* DIRECTIONS *
Repeat exactly the lines of the listing below, please, starting with the first and ending with the line containing "for the generation"; leave out the rest.

* SOURCE INFORMATION *
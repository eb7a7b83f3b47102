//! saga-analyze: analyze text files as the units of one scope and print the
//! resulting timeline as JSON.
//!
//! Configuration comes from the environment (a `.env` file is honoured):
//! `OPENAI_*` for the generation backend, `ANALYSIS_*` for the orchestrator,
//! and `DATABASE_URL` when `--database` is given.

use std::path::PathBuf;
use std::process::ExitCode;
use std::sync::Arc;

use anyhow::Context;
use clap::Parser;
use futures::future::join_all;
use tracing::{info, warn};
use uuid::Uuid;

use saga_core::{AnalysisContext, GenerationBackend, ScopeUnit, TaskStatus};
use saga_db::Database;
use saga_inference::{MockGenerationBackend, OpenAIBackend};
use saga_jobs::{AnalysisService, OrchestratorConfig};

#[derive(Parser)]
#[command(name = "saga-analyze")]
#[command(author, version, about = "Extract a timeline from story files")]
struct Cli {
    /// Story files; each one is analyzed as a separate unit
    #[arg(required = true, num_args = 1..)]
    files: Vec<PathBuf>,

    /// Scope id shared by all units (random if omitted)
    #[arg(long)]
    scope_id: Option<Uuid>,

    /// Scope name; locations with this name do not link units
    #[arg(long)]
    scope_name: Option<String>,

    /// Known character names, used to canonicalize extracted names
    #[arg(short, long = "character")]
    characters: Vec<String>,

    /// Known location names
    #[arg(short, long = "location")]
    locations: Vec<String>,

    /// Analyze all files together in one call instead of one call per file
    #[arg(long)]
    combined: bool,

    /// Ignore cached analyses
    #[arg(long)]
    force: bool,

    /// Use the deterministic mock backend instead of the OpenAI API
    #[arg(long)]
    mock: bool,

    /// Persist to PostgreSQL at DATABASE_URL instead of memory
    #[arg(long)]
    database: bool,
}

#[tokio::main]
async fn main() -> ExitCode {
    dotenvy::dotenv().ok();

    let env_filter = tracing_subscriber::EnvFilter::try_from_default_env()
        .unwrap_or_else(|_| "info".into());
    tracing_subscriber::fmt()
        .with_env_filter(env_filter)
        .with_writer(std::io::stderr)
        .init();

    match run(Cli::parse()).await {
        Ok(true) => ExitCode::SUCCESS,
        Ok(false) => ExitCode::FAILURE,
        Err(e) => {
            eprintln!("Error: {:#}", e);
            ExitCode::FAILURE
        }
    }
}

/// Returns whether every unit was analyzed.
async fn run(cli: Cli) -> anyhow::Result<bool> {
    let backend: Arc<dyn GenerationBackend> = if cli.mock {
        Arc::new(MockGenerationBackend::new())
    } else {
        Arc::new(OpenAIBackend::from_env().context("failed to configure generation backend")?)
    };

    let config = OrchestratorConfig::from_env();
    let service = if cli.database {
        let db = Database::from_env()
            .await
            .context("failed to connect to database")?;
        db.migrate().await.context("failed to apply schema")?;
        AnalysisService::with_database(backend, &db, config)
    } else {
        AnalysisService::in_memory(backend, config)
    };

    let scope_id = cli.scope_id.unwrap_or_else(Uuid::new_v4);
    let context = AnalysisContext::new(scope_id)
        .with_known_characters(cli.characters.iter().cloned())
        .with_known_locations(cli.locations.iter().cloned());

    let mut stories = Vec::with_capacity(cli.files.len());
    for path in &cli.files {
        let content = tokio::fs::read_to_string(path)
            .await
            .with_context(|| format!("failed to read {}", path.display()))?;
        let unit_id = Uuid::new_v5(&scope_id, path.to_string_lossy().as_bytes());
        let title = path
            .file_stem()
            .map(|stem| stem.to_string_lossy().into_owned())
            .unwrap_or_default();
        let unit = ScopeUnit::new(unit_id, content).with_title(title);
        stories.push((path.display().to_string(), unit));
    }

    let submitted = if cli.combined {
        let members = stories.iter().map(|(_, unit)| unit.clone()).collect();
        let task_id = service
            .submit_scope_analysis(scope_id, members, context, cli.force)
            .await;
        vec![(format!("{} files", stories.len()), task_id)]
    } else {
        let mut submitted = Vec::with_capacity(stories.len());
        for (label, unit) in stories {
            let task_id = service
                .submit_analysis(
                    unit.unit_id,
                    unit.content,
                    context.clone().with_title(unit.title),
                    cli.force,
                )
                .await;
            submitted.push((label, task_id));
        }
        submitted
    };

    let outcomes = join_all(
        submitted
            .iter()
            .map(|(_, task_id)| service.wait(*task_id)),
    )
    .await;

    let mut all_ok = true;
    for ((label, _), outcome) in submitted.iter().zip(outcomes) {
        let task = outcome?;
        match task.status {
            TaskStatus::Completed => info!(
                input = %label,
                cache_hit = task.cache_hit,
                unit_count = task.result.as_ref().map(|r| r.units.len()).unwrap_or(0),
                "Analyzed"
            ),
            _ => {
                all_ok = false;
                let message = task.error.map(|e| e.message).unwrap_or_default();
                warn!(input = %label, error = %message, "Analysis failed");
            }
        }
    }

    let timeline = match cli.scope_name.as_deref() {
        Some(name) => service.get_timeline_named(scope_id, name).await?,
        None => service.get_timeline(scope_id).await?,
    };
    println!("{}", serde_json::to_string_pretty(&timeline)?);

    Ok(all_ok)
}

* TASK RESPONSE *
repository eb7a7b83f3b47102
//! saga-analyze: analyze text files as the units of one scope and print the
//! resulting timeline as JSON.
//!
//! Configuration comes from the environment (a `.env` file is honoured):
//! `OPENAI_*` for the generation backend, `ANALYSIS_*` for the orchestrator,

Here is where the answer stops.